*** Material provided ***
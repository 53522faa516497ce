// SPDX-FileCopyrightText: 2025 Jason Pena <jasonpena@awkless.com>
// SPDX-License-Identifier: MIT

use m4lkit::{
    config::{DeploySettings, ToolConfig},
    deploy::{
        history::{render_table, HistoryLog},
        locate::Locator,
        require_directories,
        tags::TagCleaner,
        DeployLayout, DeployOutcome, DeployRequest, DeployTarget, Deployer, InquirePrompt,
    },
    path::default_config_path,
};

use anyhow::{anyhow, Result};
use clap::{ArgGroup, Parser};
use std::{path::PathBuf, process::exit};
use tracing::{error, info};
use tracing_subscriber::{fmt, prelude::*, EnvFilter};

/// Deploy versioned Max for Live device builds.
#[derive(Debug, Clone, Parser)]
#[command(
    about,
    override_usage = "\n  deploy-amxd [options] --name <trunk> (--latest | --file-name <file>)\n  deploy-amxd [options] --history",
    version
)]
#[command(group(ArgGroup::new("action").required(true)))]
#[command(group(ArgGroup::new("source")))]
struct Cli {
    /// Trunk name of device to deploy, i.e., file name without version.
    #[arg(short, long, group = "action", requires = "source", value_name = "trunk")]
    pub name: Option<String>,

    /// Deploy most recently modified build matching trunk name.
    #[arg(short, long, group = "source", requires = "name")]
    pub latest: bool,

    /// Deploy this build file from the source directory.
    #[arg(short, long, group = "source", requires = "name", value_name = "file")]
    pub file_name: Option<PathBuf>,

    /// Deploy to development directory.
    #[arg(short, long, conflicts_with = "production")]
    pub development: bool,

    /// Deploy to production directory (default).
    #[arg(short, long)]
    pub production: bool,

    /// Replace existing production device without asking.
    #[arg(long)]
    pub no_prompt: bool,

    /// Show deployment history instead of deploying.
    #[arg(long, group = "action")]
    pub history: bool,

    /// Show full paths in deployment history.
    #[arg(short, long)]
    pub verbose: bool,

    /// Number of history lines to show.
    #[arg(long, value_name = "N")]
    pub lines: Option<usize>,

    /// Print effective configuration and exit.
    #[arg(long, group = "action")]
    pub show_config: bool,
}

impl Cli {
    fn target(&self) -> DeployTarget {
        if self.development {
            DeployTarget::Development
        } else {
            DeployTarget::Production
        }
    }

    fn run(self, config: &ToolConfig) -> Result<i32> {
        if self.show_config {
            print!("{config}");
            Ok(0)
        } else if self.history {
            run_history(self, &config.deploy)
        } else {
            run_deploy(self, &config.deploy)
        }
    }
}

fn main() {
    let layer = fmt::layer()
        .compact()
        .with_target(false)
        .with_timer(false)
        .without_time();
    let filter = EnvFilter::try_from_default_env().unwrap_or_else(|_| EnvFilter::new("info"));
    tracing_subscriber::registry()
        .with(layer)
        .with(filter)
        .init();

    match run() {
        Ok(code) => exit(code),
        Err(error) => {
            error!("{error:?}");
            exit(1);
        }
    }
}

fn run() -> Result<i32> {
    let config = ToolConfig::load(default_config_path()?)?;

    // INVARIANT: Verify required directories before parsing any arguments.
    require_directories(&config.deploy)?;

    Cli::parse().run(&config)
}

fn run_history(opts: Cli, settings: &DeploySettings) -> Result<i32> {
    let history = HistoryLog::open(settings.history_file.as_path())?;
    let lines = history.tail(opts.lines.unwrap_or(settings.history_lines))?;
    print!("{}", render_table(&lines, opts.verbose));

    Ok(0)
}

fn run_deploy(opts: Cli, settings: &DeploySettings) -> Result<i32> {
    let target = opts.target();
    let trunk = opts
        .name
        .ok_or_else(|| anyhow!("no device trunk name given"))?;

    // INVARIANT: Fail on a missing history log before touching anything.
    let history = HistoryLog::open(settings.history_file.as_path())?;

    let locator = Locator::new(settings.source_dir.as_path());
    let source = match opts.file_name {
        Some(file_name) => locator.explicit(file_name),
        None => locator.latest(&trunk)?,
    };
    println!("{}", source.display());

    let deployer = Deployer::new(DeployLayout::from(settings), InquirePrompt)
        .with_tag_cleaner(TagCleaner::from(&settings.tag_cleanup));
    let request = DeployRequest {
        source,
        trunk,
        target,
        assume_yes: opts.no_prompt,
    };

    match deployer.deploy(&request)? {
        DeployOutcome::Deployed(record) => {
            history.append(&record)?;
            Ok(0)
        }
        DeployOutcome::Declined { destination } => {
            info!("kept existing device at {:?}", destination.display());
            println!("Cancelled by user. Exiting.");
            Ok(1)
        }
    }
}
*** End of Material provided ***
Exercise prompt: In full and without alteration, copy the entries.

Solved problem:
repository 53522faa516497ce
// SPDX-FileCopyrightText: 2025 Jason Pena <jasonpena@awkless.com>
// SPDX-License-Identifier: MIT

use m4lkit::{
    config::{DeploySettings, ToolConfig},
    deploy::{
        history::{render_table, HistoryLog},
        locate::Locator,
        require_directories,
        tags::TagCleaner,
        DeployLayout, DeployOutcome, DeployRequest, DeployTarget, Deployer, InquirePrompt,
    },
    path::default_config_path,
};

use anyhow::{anyhow, Result};
use clap::{ArgGroup, Parser};
use std::{path::PathBuf, process::exit};
use tracing::{error, info};
use tracing_subscriber::{fmt, prelude::*, EnvFilter};

/// Deploy versioned Max for Live device builds.
#[derive(Debug, Clone, Parser)]
#[command(
    about,
    override_usage = "\n  deploy-amxd [options] --name <trunk> (--latest | --file-name <file>)\n  deploy-amxd [options] --history",
    version
)]
#[command(group(ArgGroup::new("action").required(true)))]
#[command(group(ArgGroup::new("source")))]
struct Cli {
    /// Trunk name of device to deploy, i.e., file name without version.
    #[arg(short, long, group = "action", requires = "source", value_name = "trunk")]
    pub name: Option<String>,

    /// Deploy most recently modified build matching trunk name.
    #[arg(short, long, group = "source", requires = "name")]
    pub latest: bool,

    /// Deploy this build file from the source directory.
    #[arg(short, long, group = "source", requires = "name", value_name = "file")]
    pub file_name: Option<PathBuf>,

    /// Deploy to development directory.
    #[arg(short, long, conflicts_with = "production")]
    pub development: bool,

    /// Deploy to production directory (default).
    #[arg(short, long)]
    pub production: bool,

    /// Replace existing production device without asking.
    #[arg(long)]
    pub no_prompt: bool,

    /// Show deployment history instead of deploying.
    #[arg(long, group = "action")]
    pub history: bool,

    /// Show full paths in deployment history.
    #[arg(short, long)]
    pub verbose: bool,

    /// Number of history lines to show.
    #[arg(long, value_name = "N")]
    pub lines: Option<usize>,

    /// Print effective configuration and exit.
    #[arg(long, group = "action")]
    pub show_config: bool,
}

impl Cli {
    fn target(&self) -> DeployTarget {
        if self.development {
            DeployTarget::Development
        } else {
            DeployTarget::Production
        }
    }

    fn run(self, config: &ToolConfig) -> Result<i32> {
        if self.show_config {
            print!("{config}");
            Ok(0)
        } else if self.history {
            run_history(self, &config.deploy)
        } else {
            run_deploy(self, &config.deploy)
        }
    }
}

fn main() {
    let layer = fmt::layer()
        .compact()
        .with_target(false)
        .with_timer(false)
        .without_time();
    let filter = EnvFilter::try_from_default_env().unwrap_or_else(|_| EnvFilter::new("info"));
    tracing_subscriber::registry()
        .with(layer)
        .with(filter)
        .init();

    match run() {
        Ok(code) => exit(code),
        Err(error) => {
            error!("{error:?}");
            exit(1);
        }
    }
}

fn run() -> Result<i32> {
    let config = ToolConfig::load(default_config_path()?)?;

    // INVARIANT: Verify required directories before parsing any arguments.
    require_directories(&config.deploy)?;

    Cli::parse().run(&config)
}

fn run_history(opts: Cli, settings: &DeploySettings) -> Result<i32> {
    let history = HistoryLog::open(settings.history_file.as_path())?;
    let lines = history.tail(opts.lines.unwrap_or(settings.history_lines))?;
    print!("{}", render_table(&lines, opts.verbose));

    Ok(0)
}

fn run_deploy(opts: Cli, settings: &DeploySettings) -> Result<i32> {
    let target = opts.target();
    let trunk = opts
        .name
        .ok_or_else(|| anyhow!("no device trunk name given"))?;

    // INVARIANT: Fail on a missing history log before touching anything.
    let history = HistoryLog::open(settings.history_file.as_path())?;

    let locator = Locator::new(settings.source_dir.as_path());
    let source = match opts.file_name {
        Some(file_name) => locator.explicit(file_name),
        None => locator.latest(&trunk)?,
    };
    println!("{}", source.display());

    let deployer = Deployer::new(DeployLayout::from(settings), InquirePrompt)
        .with_tag_cleaner(TagCleaner::from(&settings.tag_cleanup));
    let request = DeployRequest {
        source,
        trunk,
        target,
        assume_yes: opts.no_prompt,
    };

    match deployer.deploy(&request)? {
        DeployOutcome::Deployed(record) => {
            history.append(&record)?;
            Ok(0)
        }
        DeployOutcome::Declined { destination } => {
            info!("kept existing device at {:?}", destination.display());
            println!("Cancelled by user. Exiting.");
            Ok(1)
        }
    }
}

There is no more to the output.